Hoje, um ramo da dinastia Flick no valor de cerca de US$ 4 bilhões mantém uma fundação privada em Düsseldorf com o nome de seu patriarca. A fundação - que tem assento no conselho de uma das universidades mais prestigiadas da Alemanha e direcciona dinheiro para causas educacionais, médicas e culturais, principalmente na Alemanha e na Áustria - ainda tem o nome de um criminoso de guerra nazista condenado em cujas fábricas e minas dezenas de milhares de pessoas trabalhavam em trabalho forçado ou escravo, incluindo milhares de judeus. Mas olhando para o site da fundação , você nunca saberia do passado contaminado da fortuna Flick.
Como pode ser que três das famílias de negócios mais poderosas da Alemanha, suas empresas e suas instituições de caridade estejam tão fora de sintonia com a elogiada cultura de lembrança do país?

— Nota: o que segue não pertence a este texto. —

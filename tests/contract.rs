//! Properties every buffer strategy must uphold, checked through [`BufferedGraph`].
mod common;

use changeset::{
    BufferKind, BufferedGraph, Changeset, KeyValue, NodeTree, Options, ValidatorMap,
    validation::{ValidationContext, Verdict},
};
use common::{BACKENDS, init_tracing, plain};
use futures::executor::block_on;
use quickcheck::{Arbitrary, Gen};
use quickcheck_macros::quickcheck;
use serde_json::{Value, json};

/// Paths written by the generated scenarios. None is an ancestor of another.
const PATHS: &[&str] = &["name", "count", "org.eu", "org.usa.ny", "org.usa.ca", "fresh.key"];

fn content() -> Value {
    json!({
        "name": "foo",
        "count": 0,
        "org": {"eu": 1, "usa": {"ny": "NY"}},
        "tags": ["a", "b"],
    })
}

#[derive(Debug, Clone)]
struct Write {
    path: &'static str,
    value: Value,
}

fn scalar(g: &mut Gen) -> Value {
    match u8::arbitrary(g) % 4 {
        0 => json!(i64::arbitrary(g) % 8),
        1 => json!(bool::arbitrary(g)),
        2 => json!(*g.choose(&["foo", "bar", "NY", ""]).unwrap()),
        _ => Value::Null,
    }
}

impl Arbitrary for Write {
    fn arbitrary(g: &mut Gen) -> Self {
        Write {
            path: *g.choose(PATHS).unwrap(),
            value: scalar(g),
        }
    }
}

/// A write that may swap in a whole object or array.
#[derive(Debug, Clone)]
struct StructuralWrite(Write);

impl Arbitrary for StructuralWrite {
    fn arbitrary(g: &mut Gen) -> Self {
        let path = *g
            .choose(&["name", "org", "org.usa", "org.usa.ny", "tags", "fresh", "fresh.key"])
            .unwrap();
        let value = match u8::arbitrary(g) % 3 {
            0 => json!({"x": scalar(g)}),
            1 => json!([scalar(g)]),
            _ => scalar(g),
        };
        StructuralWrite(Write { path, value })
    }
}

fn apply(buffer: &mut dyn BufferedGraph, writes: &[Write]) {
    for write in writes {
        buffer.set(write.path, write.value.clone()).unwrap();
    }
}

#[quickcheck]
fn writing_twice_is_idempotent(writes: Vec<Write>, last: Write) -> bool {
    BACKENDS.iter().all(|&kind| {
        let mut buffer = plain(kind, content());
        apply(&mut *buffer, &writes);
        apply(&mut *buffer, std::slice::from_ref(&last));
        let once = buffer.changes();
        apply(&mut *buffer, std::slice::from_ref(&last));
        buffer.changes() == once
    })
}

#[quickcheck]
fn reads_return_the_last_write(writes: Vec<Write>) -> bool {
    BACKENDS.iter().all(|&kind| {
        let mut buffer = plain(kind, content());
        writes.iter().all(|write| {
            buffer.set(write.path, write.value.clone()).unwrap();
            buffer.get(write.path) == Some(write.value.clone())
        })
    })
}

#[test]
fn writing_the_original_value_back_collapses() {
    init_tracing();
    for kind in BACKENDS {
        let mut buffer = plain(kind, json!({"name": "foo"}));
        buffer.set("name", json!("bar")).unwrap();
        assert_eq!(
            buffer.changes(),
            [KeyValue {
                key: "name".into(),
                value: json!("bar")
            }],
            "{kind:?}"
        );
        buffer.set("name", json!("foo")).unwrap();
        assert!(buffer.changes().is_empty(), "{kind:?}");
        assert!(buffer.is_pristine(), "{kind:?}");
    }
}

#[test]
fn invalid_buffers_do_not_execute() {
    init_tracing();
    let validators = ValidatorMap::new()
        .with("name", |_: &ValidationContext<'_>| Verdict::from("never valid"));
    let mut flat = Changeset::new(json!({"name": "foo"}), validators);
    BufferedGraph::set(&mut flat, "name", json!("x")).unwrap();
    BufferedGraph::execute(&mut flat);
    assert!(BufferedGraph::is_invalid(&flat));
    assert_eq!(flat.data(), json!({"name": "foo"}));

    let mut tree = NodeTree::new(json!({"name": "foo"}), Options::new()).unwrap();
    tree.set("name", "x").unwrap();
    tree.add_error("name", "never valid");
    BufferedGraph::execute(&mut tree);
    assert!(BufferedGraph::is_invalid(&tree));
    assert_eq!(tree.data(), json!({"name": "foo"}));
}

#[quickcheck]
fn rollback_leaves_a_pristine_buffer(writes: Vec<Write>) -> bool {
    BACKENDS.iter().all(|&kind| {
        let mut buffer = plain(kind, content());
        apply(&mut *buffer, &writes);
        buffer.rollback();
        buffer.changes().is_empty() && buffer.is_pristine() && buffer.is_valid()
    })
}

#[test]
fn flat_rollback_also_clears_errors() {
    let buffer = Changeset::new(content(), ValidatorMap::new());
    buffer.set("name", "bar").unwrap();
    buffer.add_error("org.eu", "manual");
    buffer.rollback();
    assert!(buffer.changes().is_empty());
    assert!(buffer.errors().is_empty());
    assert!(buffer.is_pristine());
}

#[test]
fn merge_takes_both_sides_and_touches_neither() {
    init_tracing();
    let a = Changeset::new(json!({}), ValidatorMap::new());
    let b = Changeset::new(a.content(), ValidatorMap::new());
    a.set("firstName", "Jim").unwrap();
    b.set("lastName", "Bob").unwrap();

    let merged = a.merge(&b).unwrap();
    let keys: Vec<_> = merged.changes().into_iter().map(|kv| kv.key).collect();
    assert_eq!(keys, ["firstName", "lastName"]);
    assert_eq!(a.changes().len(), 1);
    assert_eq!(b.changes().len(), 1);
    assert!(!merged.ptr_eq(&a));
}

#[test]
fn merge_through_the_shared_interface() {
    let a = Changeset::new(json!({}), ValidatorMap::new());
    let b = Changeset::new(a.content(), ValidatorMap::new());
    a.set("n", 1).unwrap();
    b.set("n", 2).unwrap();
    let merged = BufferedGraph::merge(&a, &b).unwrap();
    assert_eq!(merged.kind(), BufferKind::Flat);
    assert_eq!(merged.changes()[0].value, json!(2));
}

#[quickcheck]
fn restoring_a_snapshot_reproduces_the_views(writes: Vec<Write>) -> bool {
    let validators = || {
        ValidatorMap::new().with("count", |cx: &ValidationContext<'_>| {
            if cx.new_value.is_number() {
                Verdict::Valid
            } else {
                Verdict::from("count must be a number")
            }
        })
    };
    let original = Changeset::new(content(), validators());
    for write in &writes {
        original.set(write.path, write.value.clone()).unwrap();
    }
    let restored = Changeset::new(original.content(), validators());
    restored.restore(&original.snapshot()).unwrap();
    restored.changes() == original.changes() && restored.errors() == original.errors()
}

#[test]
fn sibling_paths_are_isolated() {
    let buffer = Changeset::new(content(), ValidatorMap::new());
    buffer.set("org.usa.ny", "x").unwrap();
    buffer.set("org.usa.ca", "y").unwrap();
    assert_eq!(buffer.get("org.usa"), Some(json!({"ny": "x", "ca": "y"})));

    buffer.rollback_property("org.usa.ny");
    assert_eq!(
        buffer.changes(),
        [KeyValue {
            key: "org.usa.ca".into(),
            value: json!("y")
        }]
    );
    assert_eq!(buffer.get("org.usa.ny"), Some(json!("NY")));
}

#[test]
fn sibling_paths_are_isolated_in_node_trees() {
    let mut tree = NodeTree::new(content(), Options::new()).unwrap();
    tree.set("org.usa.ny", "x").unwrap();
    tree.set("org.usa.ca", "y").unwrap();
    assert_eq!(tree.get("org.usa"), Some(json!({"ny": "x", "ca": "y"})));
    let keys: Vec<_> = tree.changes().into_iter().map(|kv| kv.key).collect();
    assert_eq!(keys, ["org.usa.ca", "org.usa.ny"]);
}

#[quickcheck]
fn node_tree_rollback_inverts_execute(setup: Vec<Write>, writes: Vec<StructuralWrite>) -> bool {
    let mut tree = NodeTree::new(content(), Options::new()).unwrap();
    // Saving forgets the execute, so only the writes below are rolled back.
    for write in &setup {
        tree.set(write.path, write.value.clone()).unwrap();
    }
    block_on(tree.save(&Value::Null)).unwrap();

    let before = tree.data();
    for StructuralWrite(write) in &writes {
        // Indexing an array with a name is refused without staging anything.
        let _ = tree.set(write.path, write.value.clone());
    }
    tree.execute();
    tree.rollback();
    tree.data() == before && tree.is_pristine()
}

#[test]
fn node_tree_rollback_deletes_added_keys() {
    init_tracing();
    let original = content();
    let mut tree = NodeTree::new(original.clone(), Options::new()).unwrap();
    tree.set("org", json!({"usa": 1})).unwrap();
    tree.set("org.eu.de", "DE").unwrap();
    tree.set("fresh.deep.key", 1).unwrap();
    tree.array("tags").unwrap().push("c");
    tree.execute();
    assert_eq!(
        tree.data(),
        json!({
            "name": "foo",
            "count": 0,
            "org": {"usa": 1, "eu": {"de": "DE"}},
            "tags": ["a", "b", "c"],
            "fresh": {"deep": {"key": 1}},
        })
    );
    tree.rollback();
    assert_eq!(tree.data(), original);
}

Quando perguntei a Jörg Appelhans, o porta-voz de longa data de Stefan Quandt e Sra. Klatten, sobre o uso do nome do avô e do pai em sua sede e prémio de média, ele me enviou um e-mail dizendo: “Não acreditamos que renomear ruas, lugares ou instituições é uma maneira responsável de lidar com figuras históricas” porque isso “impede uma exposição consciente de seu papel na história e, em vez disso, promove sua negligência”.
Esta é uma contorção especialmente sem vergonha. Essas famílias não estão mostrando a história sangrenta por trás de suas fortunas, excepto, às vezes, em estudos encomendados escritos em um alemão académico denso, cujas descobertas eles deixam de fora ao descrever sua história familiar online. Eles nem estão lidando com eles de maneira honesta. Eles estão, de fato, fazendo o oposto: comemorando seus patriarcas sem mencionar suas actividades da era nazista.
Representantes do bilionário Flicks se recusaram a comentar quando abordei seu family office. Quando perguntei por que não há biografia de Ferry Porsche no site de sua fundação homónima, Sebastian Rudolph, presidente da fundação, disse que está “examinando até que ponto isso também deve ser representado no site da fundação”, acrescentando que “nós ver o trabalho da vida de Ferry Porsche sob uma luz diferenciada.”
Por décadas, a cultura da lembrança tem sido um componente central da sociedade alemã. Nas cidades e vilas alemãs, você encontrará Stolpersteine , os cubos de latão e concreto com os nomes e datas de vida das vítimas da perseguição nazista. Memoriais, grandes e pequenos, estão por toda parte. Nos cafés de Berlim a Frankfurt e de Hamburgo a Munique, há conversas diárias sobre culpa colectiva e expiação. Estes são reflexivos, matizados e, acima de tudo, conscientes.
No entanto, esse movimento em direcção ao passado está de alguma forma ignorando muitos dos magnatas mais reverenciados da Alemanha e suas histórias sombrias. Quanto mais tempo eu passava aprendendo sobre essas dinastias de negócios, seus passados, fortunas e empresas manchadas, e seu desejo de ignorar ou encobrir o envolvimento de seus patriarcas com o Terceiro Reich, mais eu começava a duvidar de quão profundo, sincero e duradouro isso era. cultura da lembrança na Alemanha realmente é.
A indústria automobilística é essencialmente alemã, muito central não apenas para a economia do país, mas também para sua identidade. O repúdio a esses magnatas seria uma negação da identidade nacional? Esses homens precisam ser defendidos porque continuam sendo símbolos potentes do ressurgimento e do poderio económico da Alemanha? Celebrar o sucesso empresarial ainda importa mais na Alemanha do que reconhecer crimes contra a humanidade? Ou a resposta real é algo mais simples: talvez o país esteja em dívida com alguns bilionários e suas empresas globais que se preocupam mais em proteger suas reputações – e suas fortunas – do que enfrentar o passado.